BEGIN Task material
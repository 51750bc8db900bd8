//! Frontend Models
//!
//! Data structures matching API payloads.
//!
//! The API is not consistent about identifier fields: documents may carry
//! `id` or `_id`, and references may be `listId`/`list` or `boardId`/`board`.
//! Aliases fold them into one field here so nothing downstream has to care.

use serde::{Deserialize, Serialize};
use serde_json::{Map, Value};

/// A user as embedded in boards and cards
#[derive(Debug, Clone, PartialEq, Eq, Serialize, Deserialize)]
pub struct Member {
    #[serde(alias = "_id")]
    pub id: String,
    pub name: String,
    #[serde(default)]
    pub email: String,
}

#[derive(Debug, Clone, PartialEq, Serialize, Deserialize)]
#[serde(rename_all = "camelCase")]
pub struct Board {
    #[serde(alias = "_id")]
    pub id: String,
    pub title: String,
    #[serde(default)]
    pub description: Option<String>,
    #[serde(default)]
    pub is_private: bool,
    pub owner: Member,
    #[serde(default)]
    pub members: Vec<Member>,
    #[serde(default)]
    pub created_at: Option<String>,
}

#[derive(Debug, Clone, PartialEq, Serialize, Deserialize)]
#[serde(rename_all = "camelCase")]
pub struct List {
    #[serde(alias = "_id")]
    pub id: String,
    pub title: String,
    #[serde(default)]
    pub position: i32,
    #[serde(alias = "board", default)]
    pub board_id: String,
}

#[derive(Debug, Clone, Copy, PartialEq, Eq, Hash, Serialize, Deserialize)]
#[serde(rename_all = "lowercase")]
pub enum Priority {
    #[serde(alias = "Low", alias = "LOW")]
    Low,
    #[serde(alias = "Medium", alias = "MEDIUM")]
    Medium,
    #[serde(alias = "High", alias = "HIGH")]
    High,
    #[serde(alias = "Urgent", alias = "URGENT")]
    Urgent,
}

impl Priority {
    pub const ALL: [Priority; 4] = [Priority::Low, Priority::Medium, Priority::High, Priority::Urgent];

    pub fn as_str(self) -> &'static str {
        match self {
            Priority::Low => "low",
            Priority::Medium => "medium",
            Priority::High => "high",
            Priority::Urgent => "urgent",
        }
    }

    pub fn label(self) -> &'static str {
        match self {
            Priority::Low => "Low",
            Priority::Medium => "Medium",
            Priority::High => "High",
            Priority::Urgent => "Urgent",
        }
    }
}

impl Default for Priority {
    fn default() -> Self {
        Priority::Medium
    }
}

#[derive(Debug, Clone, PartialEq, Serialize, Deserialize)]
#[serde(rename_all = "camelCase")]
pub struct Card {
    #[serde(alias = "_id")]
    pub id: String,
    pub title: String,
    #[serde(default)]
    pub description: Option<String>,
    #[serde(default)]
    pub priority: Option<Priority>,
    #[serde(default)]
    pub labels: Vec<String>,
    #[serde(default)]
    pub assignees: Vec<Member>,
    #[serde(default)]
    pub due_date: Option<String>,
    #[serde(default)]
    pub position: i32,
    #[serde(alias = "list")]
    pub list_id: String,
    #[serde(default)]
    pub meta_data: Option<Map<String, Value>>,
}

#[derive(Debug, Clone, PartialEq, Serialize, Deserialize)]
#[serde(rename_all = "camelCase")]
pub struct DueDateSuggestion {
    pub card_id: String,
    pub suggested_due: String,
    pub reason: String,
    pub card_title: String,
}

#[derive(Debug, Clone, PartialEq, Serialize, Deserialize)]
#[serde(rename_all = "camelCase")]
pub struct MoveSuggestion {
    pub card_id: String,
    pub suggested_list_id: String,
    pub reason: String,
    pub card_title: String,
}

#[derive(Debug, Clone, PartialEq, Serialize, Deserialize)]
pub struct CardRef {
    #[serde(alias = "_id")]
    pub id: String,
    pub title: String,
}

#[derive(Debug, Clone, PartialEq, Serialize, Deserialize)]
pub struct RelatedGroup {
    pub cards: Vec<CardRef>,
    pub reason: String,
}

/// Server-computed suggestions for a board (read-only)
#[derive(Debug, Clone, Default, PartialEq, Serialize, Deserialize)]
#[serde(rename_all = "camelCase")]
pub struct Recommendation {
    #[serde(default)]
    pub due_date_suggestions: Vec<DueDateSuggestion>,
    #[serde(default)]
    pub move_suggestions: Vec<MoveSuggestion>,
    #[serde(default)]
    pub related_groups: Vec<RelatedGroup>,
}

impl Recommendation {
    pub fn is_empty(&self) -> bool {
        self.due_date_suggestions.is_empty()
            && self.move_suggestions.is_empty()
            && self.related_groups.is_empty()
    }
}

/// Signed-in user plus bearer token
#[derive(Debug, Clone, PartialEq, Serialize, Deserialize)]
pub struct Session {
    pub token: String,
    pub user: Member,
}

/// Everything the board view renders, loaded together
#[derive(Debug, Clone, PartialEq)]
pub struct BoardSnapshot {
    pub board: Board,
    pub lists: Vec<List>,
    pub cards: Vec<Card>,
}

impl BoardSnapshot {
    /// Cards of one list in display order
    pub fn cards_in(&self, list_id: &str) -> Vec<Card> {
        let mut cards: Vec<Card> = self.cards.iter().filter(|c| c.list_id == list_id).cloned().collect();
        cards.sort_by_key(|c| c.position);
        cards
    }
}

#[cfg(test)]
mod tests {
    use super::*;
    use serde_json::json;

    #[test]
    fn test_card_accepts_mongo_style_ids() {
        let card: Card = serde_json::from_value(json!({
            "_id": "c1",
            "title": "Write docs",
            "priority": "High",
            "position": 2,
            "list": "l1"
        }))
        .unwrap();
        assert_eq!(card.id, "c1");
        assert_eq!(card.list_id, "l1");
        assert_eq!(card.priority, Some(Priority::High));
        assert!(card.labels.is_empty());
    }

    #[test]
    fn test_card_serializes_canonical_names() {
        let card: Card = serde_json::from_value(json!({
            "id": "c1", "title": "t", "listId": "l1", "dueDate": "2024-05-01", "metaData": {"points": 3}
        }))
        .unwrap();
        let out = serde_json::to_value(&card).unwrap();
        assert_eq!(out["listId"], "l1");
        assert_eq!(out["dueDate"], "2024-05-01");
        assert_eq!(out["metaData"]["points"], 3);
        assert!(out.get("_id").is_none());
    }

    #[test]
    fn test_board_with_embedded_owner() {
        let board: Board = serde_json::from_value(json!({
            "_id": "b1",
            "title": "Roadmap",
            "isPrivate": true,
            "owner": {"_id": "u1", "name": "Ana", "email": "ana@example.com"},
            "createdAt": "2024-01-01T00:00:00.000Z"
        }))
        .unwrap();
        assert!(board.is_private);
        assert_eq!(board.owner.id, "u1");
        assert!(board.members.is_empty());
    }

    #[test]
    fn test_partial_recommendation() {
        let rec: Recommendation = serde_json::from_value(json!({
            "moveSuggestions": [
                {"cardId": "c1", "suggestedListId": "l2", "reason": "Done", "cardTitle": "Ship"}
            ]
        }))
        .unwrap();
        assert!(!rec.is_empty());
        assert!(rec.due_date_suggestions.is_empty());
        assert!(Recommendation::default().is_empty());
    }

    #[test]
    fn test_priority_wire_format() {
        let p: Priority = serde_json::from_value(json!("URGENT")).unwrap();
        assert_eq!(p, Priority::Urgent);
        assert_eq!(serde_json::to_value(Priority::High).unwrap(), json!("high"));
        assert!(serde_json::from_value::<Priority>(json!("later")).is_err());
        assert_eq!(Priority::default(), Priority::Medium);
    }

    #[test]
    fn test_cards_in_sorted_by_position() {
        let card = |id: &str, list: &str, position: i32| Card {
            id: id.into(),
            title: id.into(),
            description: None,
            priority: None,
            labels: vec![],
            assignees: vec![],
            due_date: None,
            position,
            list_id: list.into(),
            meta_data: None,
        };
        let snapshot = BoardSnapshot {
            board: Board {
                id: "b".into(),
                title: "B".into(),
                description: None,
                is_private: false,
                owner: Member { id: "u".into(), name: "U".into(), email: String::new() },
                members: vec![],
                created_at: None,
            },
            lists: vec![],
            cards: vec![card("c2", "l1", 1), card("c3", "l2", 0), card("c1", "l1", 0)],
        };
        let ids: Vec<String> = snapshot.cards_in("l1").into_iter().map(|c| c.id).collect();
        assert_eq!(ids, vec!["c1", "c2"]);
    }
}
END Task material
The stretch of entries above that starts with the line containing "cards.sort_by_key(|c| c.position);" and goes on through the line containing "let board: Board" is to be transcribed exactly, and no other line is to be transcribed.

        cards.sort_by_key(|c| c.position);
        cards
    }
}

#[cfg(test)]
mod tests {
    use super::*;
    use serde_json::json;

    #[test]
    fn test_card_accepts_mongo_style_ids() {
        let card: Card = serde_json::from_value(json!({
            "_id": "c1",
            "title": "Write docs",
            "priority": "High",
            "position": 2,
            "list": "l1"
        }))
        .unwrap();
        assert_eq!(card.id, "c1");
        assert_eq!(card.list_id, "l1");
        assert_eq!(card.priority, Some(Priority::High));
        assert!(card.labels.is_empty());
    }

    #[test]
    fn test_card_serializes_canonical_names() {
        let card: Card = serde_json::from_value(json!({
            "id": "c1", "title": "t", "listId": "l1", "dueDate": "2024-05-01", "metaData": {"points": 3}
        }))
        .unwrap();
        let out = serde_json::to_value(&card).unwrap();
        assert_eq!(out["listId"], "l1");
        assert_eq!(out["dueDate"], "2024-05-01");
        assert_eq!(out["metaData"]["points"], 3);
        assert!(out.get("_id").is_none());
    }

    #[test]
    fn test_board_with_embedded_owner() {
        let board: Board = serde_json::from_value(json!({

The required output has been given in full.